Now if you asked DH this, he’d tell you that my mother is an insufferable git who over-stays her welcome (he isn’t wrong with that, it does my tree in!), and that my father & step mum are exclusionary as they like to put lots of #makingmemories and #familyisthebesttime posts on Facebook whilst “forgetting” to include us in said family time despite us literally living around the corner. Poor DH!

HulksPurplePanties · 11/12/2019 18:14

Due to a political blockade and lack of funds (DH's father lost his job, we struggled with job loss & a few different things) we are going on 3 years since we saw DH's parents on anything but Skype.

His mother is tiring, but she's a wonderful person. His father is a dick (to me, for variety of sexist old fashioned reasons) .

I can't wait to give them their present of a flight & hotel stay in a place we can meet. The DC's will love it. DMIL will be over the moon, and she deserves it. DFIL will be completely embarrassed. I will LOVE every minute.

Molly2016 · 11/12/2019 18:16

I used to love mine until I had children. Then something changed.
They started to challenge and undermine me constantly.

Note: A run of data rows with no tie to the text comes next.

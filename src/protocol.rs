//! Manager ⇄ worker message protocol.
//!
//! Envelopes travel as newline-delimited JSON over the worker's stdin
//! (manager → worker) and stdout (worker → manager). Each direction is a
//! closed tagged union; a line that does not decode into it (unknown `type`,
//! missing fields, bad JSON) is rejected at the framing boundary and never
//! reaches the state machines.

use std::path::PathBuf;

use futures::{SinkExt, StreamExt};
use serde::de::DeserializeOwned;
use serde::{Deserialize, Serialize};
use tokio::io::{AsyncRead, AsyncWrite};
use tokio_util::codec::{FramedRead, FramedWrite, LinesCodec};
use uuid::Uuid;

use crate::error::{ProtocolError, ValidationError};

/// Stable identity of a logical conversation.
pub type SessionId = String;

/// Unique identity of one dispatched job.
pub type JobId = Uuid;

/// Upper bound for a single encoded envelope. Engine items can carry whole
/// file contents, so this is generous.
pub const MAX_ENVELOPE_BYTES: usize = 16 * 1024 * 1024;

/// Per-job engine options, passed through to the agent-query call.
#[derive(Debug, Clone, Default, PartialEq, Eq, Serialize, Deserialize)]
pub struct JobOptions {
    /// Directory the agent runs in.
    pub working_directory: PathBuf,
    #[serde(default, skip_serializing_if = "Option::is_none")]
    pub model: Option<String>,
    /// Engine conversation id to resume.
    #[serde(default, skip_serializing_if = "Option::is_none")]
    pub resume_token: Option<String>,
    /// Forwarded verbatim to the engine.
    #[serde(default, skip_serializing_if = "Option::is_none")]
    pub permission_mode: Option<String>,
}

/// A request to run one streaming engine call for a session.
#[derive(Debug, Clone, PartialEq, Eq, Serialize, Deserialize)]
pub struct JobRequest {
    pub session_id: SessionId,
    pub prompt: String,
    pub options: JobOptions,
}

impl JobRequest {
    pub fn new(
        session_id: impl Into<SessionId>,
        prompt: impl Into<String>,
        options: JobOptions,
    ) -> Self {
        Self {
            session_id: session_id.into(),
            prompt: prompt.into(),
            options,
        }
    }

    /// Check the request shape. Runs on both sides of the pipe.
    pub fn validate(&self) -> Result<(), ValidationError> {
        validate_job_fields(&self.session_id, &self.prompt)
    }
}

/// Reject empty (or whitespace-only) session ids and prompts.
pub fn validate_job_fields(session_id: &str, prompt: &str) -> Result<(), ValidationError> {
    if session_id.trim().is_empty() {
        return Err(ValidationError::MissingField {
            field: "session_id",
        });
    }
    if prompt.trim().is_empty() {
        return Err(ValidationError::MissingField { field: "prompt" });
    }
    Ok(())
}

/// Envelopes sent from the pool manager to a worker.
#[derive(Debug, Clone, PartialEq, Serialize, Deserialize)]
#[serde(tag = "type", rename_all = "snake_case")]
pub enum ManagerEnvelope {
    /// Start a job.
    Job {
        job_id: JobId,
        session_id: SessionId,
        prompt: String,
        options: JobOptions,
    },
    /// Cancel the job currently running for this session.
    Abort { job_id: JobId, session_id: SessionId },
    /// Abort anything running, acknowledge, and exit.
    Shutdown,
}

/// How a job ended without an engine failure.
#[derive(Debug, Clone, Copy, PartialEq, Eq, Hash, Serialize, Deserialize)]
#[serde(rename_all = "snake_case")]
pub enum CompletionStatus {
    Success,
    Cancelled,
}

/// Envelopes sent from a worker to the pool manager.
#[derive(Debug, Clone, PartialEq, Serialize, Deserialize)]
#[serde(tag = "type", rename_all = "snake_case")]
pub enum WorkerEnvelope {
    /// Initialization finished; the worker accepts jobs.
    Ready { pid: u32 },
    /// One item streamed by the engine.
    Message {
        job_id: JobId,
        session_id: SessionId,
        item: serde_json::Value,
    },
    /// The job ended normally (including by cancellation).
    Complete {
        job_id: JobId,
        session_id: SessionId,
        status: CompletionStatus,
    },
    /// The job failed.
    Error {
        job_id: JobId,
        session_id: SessionId,
        error: String,
    },
    /// Reply to `shutdown`; nothing follows it.
    ShutdownAck,
}

/// Terminal outcome of a job (and of a session turn).
#[derive(Debug, Clone, Copy, PartialEq, Eq, Hash, Serialize, Deserialize)]
#[serde(rename_all = "snake_case")]
pub enum TerminalStatus {
    Success,
    Error,
    Cancelled,
}

impl From<CompletionStatus> for TerminalStatus {
    fn from(status: CompletionStatus) -> Self {
        match status {
            CompletionStatus::Success => Self::Success,
            CompletionStatus::Cancelled => Self::Cancelled,
        }
    }
}

impl std::fmt::Display for TerminalStatus {
    fn fmt(&self, f: &mut std::fmt::Formatter<'_>) -> std::fmt::Result {
        let s = match self {
            Self::Success => "success",
            Self::Error => "error",
            Self::Cancelled => "cancelled",
        };
        write!(f, "{s}")
    }
}

/// Line-framed envelope reader.
pub type EnvelopeReader<R> = FramedRead<R, LinesCodec>;

/// Line-framed envelope writer.
pub type EnvelopeWriter<W> = FramedWrite<W, LinesCodec>;

pub fn envelope_reader<R: AsyncRead>(reader: R) -> EnvelopeReader<R> {
    FramedRead::new(reader, LinesCodec::new_with_max_length(MAX_ENVELOPE_BYTES))
}

pub fn envelope_writer<W: AsyncWrite>(writer: W) -> EnvelopeWriter<W> {
    FramedWrite::new(writer, LinesCodec::new_with_max_length(MAX_ENVELOPE_BYTES))
}

/// Encode an envelope as a single JSON line (without the trailing newline).
pub fn encode<T: Serialize>(envelope: &T) -> Result<String, ProtocolError> {
    Ok(serde_json::to_string(envelope)?)
}

/// Decode one line into an envelope.
pub fn decode<T: DeserializeOwned>(line: &str) -> Result<T, ProtocolError> {
    Ok(serde_json::from_str(line)?)
}

/// Write one envelope and flush.
pub async fn send_envelope<W, T>(
    writer: &mut EnvelopeWriter<W>,
    envelope: &T,
) -> Result<(), ProtocolError>
where
    W: AsyncWrite + Unpin,
    T: Serialize,
{
    let line = encode(envelope)?;
    writer.send(line).await?;
    Ok(())
}

/// Read the next decodable envelope.
///
/// Blank lines are skipped. Lines that fail to decode are logged and skipped
/// so a single bad line never tears down the channel. Returns `Ok(None)` at
/// end of stream.
pub async fn next_envelope<R, T>(reader: &mut EnvelopeReader<R>) -> Result<Option<T>, ProtocolError>
where
    R: AsyncRead + Unpin,
    T: DeserializeOwned,
{
    while let Some(line) = reader.next().await {
        let line = line?;
        if line.trim().is_empty() {
            continue;
        }
        match decode::<T>(&line) {
            Ok(envelope) => return Ok(Some(envelope)),
            Err(e) => {
                tracing::warn!(error = %e, line = %truncate(&line, 200), "Rejected envelope");
            }
        }
    }
    Ok(None)
}

fn truncate(s: &str, max: usize) -> &str {
    match s.char_indices().nth(max) {
        Some((idx, _)) => &s[..idx],
        None => s,
    }
}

I got really tired of constantly feeling under attack and in defence mode the whole time.
I also started to feel a bit resentful about the obvious differences in the way they treated my children verses their other grandchildren.
I took up a hobby that was strategically planned around the time we usually saw them so DH had to take the kids instead.... our relationship has never been better!
Partly because I don’t have them in my face every week (yes we see them practically every weekend), it also because when I do see them now I think they are grateful I’ve made the effort.
Ironic really.

lastqueenofscotland · 11/12/2019 18:16

I loved my ex in laws I found breaking up with my ex extra hard as it meant I couldn’t see my MIL anymore.
My current partners parents I like well enough but they don’t feel like family

TWD89 · 11/12/2019 18:16

No.

Fortunately despite living five minutes up the road I see them for approximately two hours in total every year.

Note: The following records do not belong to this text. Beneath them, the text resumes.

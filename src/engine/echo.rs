//! Echo engine: streams a synthetic conversation without any network or CLI.
//!
//! Emits the same item shapes as the Claude CLI (`system/init`, `assistant`,
//! `result`) so everything above the worker behaves identically in dry runs.

use std::time::Duration;

use async_trait::async_trait;
use futures::stream;
use serde_json::json;
use tokio_util::sync::CancellationToken;
use uuid::Uuid;

use super::{AgentEngine, EngineQuery, ItemStream};
use crate::error::EngineError;

pub struct EchoEngine {
    delay: Duration,
}

impl EchoEngine {
    pub fn new(delay: Duration) -> Self {
        Self { delay }
    }

    fn items(query: &EngineQuery) -> Vec<serde_json::Value> {
        let conversation_id = query
            .options
            .resume_token
            .clone()
            .unwrap_or_else(|| Uuid::new_v4().to_string());
        let text = format!("echo: {}", query.prompt);

        vec![
            json!({
                "type": "system",
                "subtype": "init",
                "session_id": conversation_id,
                "cwd": query.options.working_directory,
                "model": query.options.model.as_deref().unwrap_or("echo"),
                "permissionMode": query.options.permission_mode,
            }),
            json!({
                "type": "assistant",
                "session_id": conversation_id,
                "message": {
                    "role": "assistant",
                    "content": [{"type": "text", "text": text}],
                },
            }),
            json!({
                "type": "result",
                "subtype": "success",
                "session_id": conversation_id,
                "is_error": false,
                "result": text,
            }),
        ]
    }
}

#[async_trait]
impl AgentEngine for EchoEngine {
    fn name(&self) -> &str {
        "echo"
    }

    async fn query(
        &self,
        query: EngineQuery,
        cancel: CancellationToken,
    ) -> Result<ItemStream, EngineError> {
        let items = Self::items(&query).into_iter();
        let delay = self.delay;

        let stream = stream::unfold((items, cancel), move |(mut items, cancel)| async move {
            let item = items.next()?;
            tokio::select! {
                _ = cancel.cancelled() => return None,
                _ = tokio::time::sleep(delay) => {}
            }
            Some((Ok(item), (items, cancel)))
        });

        Ok(Box::pin(stream))
    }
}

I really liked my old in laws though.

MiniMum97 · 11/12/2019 18:16

Yes I do. They are lovely.

Whoops75 · 11/12/2019 18:17

My mil is the mother of two sons who is a strong believer in women’s work so it’s tricky.
She talks to me about recipes, clothes, peoples weight etc and i’m allergic to these topics.
It’s getting worse as she gets older and I’m trying to balance being tolerant without being a bad example to my kids!!

Wine helps

CakeandCustard28 · 11/12/2019 18:18

Yes I do and they’re lovely. Mind you they live on the next street so I wouldn’t have a choice anyway. 🤣

CakeAndGin · 11/12/2019 18:18

It depends on which in-law as to whether or not I like spending time with them. My MIL is lovely. My FIL can be a dick, he seems to have mellowed a bit recently. Or maybe it’s the last few times we’ve seen him MIL has been there too and she keeps him in check. Parents in law live in Europe so we don’t see them often, maybe a couple of times a year, speak every week though. BIL is a selfish prick but his gf and son are nice enough. As BIL is a selfish prick it’s usually us travelling to see him, which gets really old. He also never has time for us unless we’ve already told him we are busy - so then it’s our fault for never making time 🙄 We see him about once a year and that’s fine by me. DH’s grandma is still alive though and we see her about once or twice a year. She’s also really lovely and we’d see her more frequently if she was closer.

We live at least 1.5 hours from any family so we don’t see anyone that frequently, although we see my family more even though they’re further away. This time of the year we see everyone in a short space of time, along with visiting friends too. We’re both quite introverted so it takes a big toll on us at this time of year, so at times it can feel like too much even though it really isn’t.

lunar1 · 11/12/2019 18:21

Love my in-laws and am happy to spend time with them. The are fab grandparents, they don't really look after my boys on there own as they are older now, but love spending time with them.

QuestionableMushroom · 11/12/2019 18:23

Nope. They smoke, have a bitey dog and pretend that DSD doesn’t exist. Their only grandchild.
They make no effort with her so they’re not worth my effort.